What nature is, is sustaining. A sustaining agenda rejects some of the basic assumptions of a sustainable agenda that doom it to failure from the start. A sustaining agenda is not concerned with efficiency, but with effectiveness. The cherry tree is not efficient. But it is effective -- it gets the job done and we get more cherry trees. Relatedly, a sustaining agenda is not concerned with reducing the number of byproducts of a process -- a sustaining agenda is concerned with making as many of the byproducts of the process as possible useful. Nature is the master of this. Let's go back to the cherry tree. Those thousands of blossoms, where one becomes actually becomes a tree? Well, the ones that don't a) provide food for insects, b) provide mulch for plants, c) grow into cherries which provide food for animals, and d) are delightful to look at, all while being completely safe and non-toxic. This makes the cherry tree even more effective, because not only does it serve itself by reproducing, but it contributes to the natural infrastructure that sustains an environment where it's possible to grow cherry trees. Nature is 100% sustaining; everything that nature produces is useful to something else in nature.
This is why we don't worry about ants. Ants work all day, and everything that ants do is useful to nature. Therefore, as long as nature has cycles in place that can use all of the products of ant labor, every bit of ant growth is a good thing. Ant growth doesn't bring with it toxic byproducts. It brings useful byproducts.
This is the promise of what designer William McDonough calls Eco-Effectiveness. Whereas a sustainability agenda is about adaptation (adapting old factories with pollution controls, adapting old cradle-to-grave designs to use fewer raw materials), a sustaining agenda is a revolution in design, where products and processes are designed from cradle-to-cradle to produce as many useful byproducts as possible, where natural resources are put into closed loops and used indefinitely, and where buildings are like trees, providing services like water filtration and generating more energy than they use.

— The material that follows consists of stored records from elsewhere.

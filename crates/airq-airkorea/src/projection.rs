//! WGS84 latitude/longitude to the TM grid used by the station directory.
//!
//! Transverse Mercator forward projection (Snyder, "Map Projections: A
//! Working Manual", eq. 8-9 to 8-13). The default parameters are the Korean
//! central-belt grid on GRS80: origin 38°N 127°E, scale 1.0, false easting
//! 200 000 m, false northing 500 000 m.

use serde::{Deserialize, Serialize};

use crate::types::Coordinate;

/// Projected coordinate in metres
#[derive(Debug, Clone, Copy, PartialEq, Serialize, Deserialize)]
pub struct TmCoordinate {
    pub x: f64,
    pub y: f64,
}

#[derive(Debug, Clone, Copy, PartialEq)]
pub struct TmProjection {
    semi_major: f64,
    flattening: f64,
    origin_latitude: f64,
    central_meridian: f64,
    scale: f64,
    false_easting: f64,
    false_northing: f64,
}

impl Default for TmProjection {
    fn default() -> Self {
        Self {
            semi_major: 6_378_137.0,
            flattening: 1.0 / 298.257_222_101,
            origin_latitude: 38.0,
            central_meridian: 127.0,
            scale: 1.0,
            false_easting: 200_000.0,
            false_northing: 500_000.0,
        }
    }
}

impl TmProjection {
    fn eccentricity_squared(&self) -> f64 {
        2.0 * self.flattening - self.flattening * self.flattening
    }

    /// Meridian arc length from the equator to `phi` (radians)
    fn meridian_arc(&self, phi: f64) -> f64 {
        let e2 = self.eccentricity_squared();
        let e4 = e2 * e2;
        let e6 = e4 * e2;
        self.semi_major
            * ((1.0 - e2 / 4.0 - 3.0 * e4 / 64.0 - 5.0 * e6 / 256.0) * phi
                - (3.0 * e2 / 8.0 + 3.0 * e4 / 32.0 + 45.0 * e6 / 1024.0) * (2.0 * phi).sin()
                + (15.0 * e4 / 256.0 + 45.0 * e6 / 1024.0) * (4.0 * phi).sin()
                - (35.0 * e6 / 3072.0) * (6.0 * phi).sin())
    }

    pub fn project(&self, coord: Coordinate) -> TmCoordinate {
        let e2 = self.eccentricity_squared();
        let ep2 = e2 / (1.0 - e2);

        let phi = coord.latitude.to_radians();
        let lambda = coord.longitude.to_radians();
        let lambda0 = self.central_meridian.to_radians();

        let (sin_phi, cos_phi) = phi.sin_cos();
        let n = self.semi_major / (1.0 - e2 * sin_phi * sin_phi).sqrt();
        let t = phi.tan().powi(2);
        let c = ep2 * cos_phi * cos_phi;
        let a = (lambda - lambda0) * cos_phi;

        let m = self.meridian_arc(phi);
        let m0 = self.meridian_arc(self.origin_latitude.to_radians());

        let x = self.scale
            * n
            * (a + (1.0 - t + c) * a.powi(3) / 6.0
                + (5.0 - 18.0 * t + t * t + 72.0 * c - 58.0 * ep2) * a.powi(5) / 120.0);

        let y = self.scale
            * (m - m0
                + n * phi.tan()
                    * (a * a / 2.0
                        + (5.0 - t + 9.0 * c + 4.0 * c * c) * a.powi(4) / 24.0
                        + (61.0 - 58.0 * t + t * t + 600.0 * c - 330.0 * ep2) * a.powi(6)
                            / 720.0));

        TmCoordinate {
            x: self.false_easting + x,
            y: self.false_northing + y,
        }
    }
}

I'll go into some of the strategies that McDonough gives for Eco-Effectiveness in my next entry, but here's a sneak preview. One of McDonough and Braungart's clients was a Swiss textile mill called Rohner. When they got there, the Swiss government had just declared it illegal to dispose of the mill's trimmings in Switzerland. Rohner was selling what was between the trimmings, which was basically hazardous waste. When McDonough and Braungart had finished designing their new products, not only could the trimmings be used as mulch to grow strawberries, but the workers at the mill didn't have to wear gloves or masks anymore. And not only that, but the water leaving the mill after curing the fabric was cleaner than the water coming in (it turned out that the fabric was filtering particulates out). There was nothing about that mill that required regulation. This makes both businessmen and environmentalists very happy.
Some of the companies working with McDonough and Braungart right now include Herman Miller, Nike, and Ford.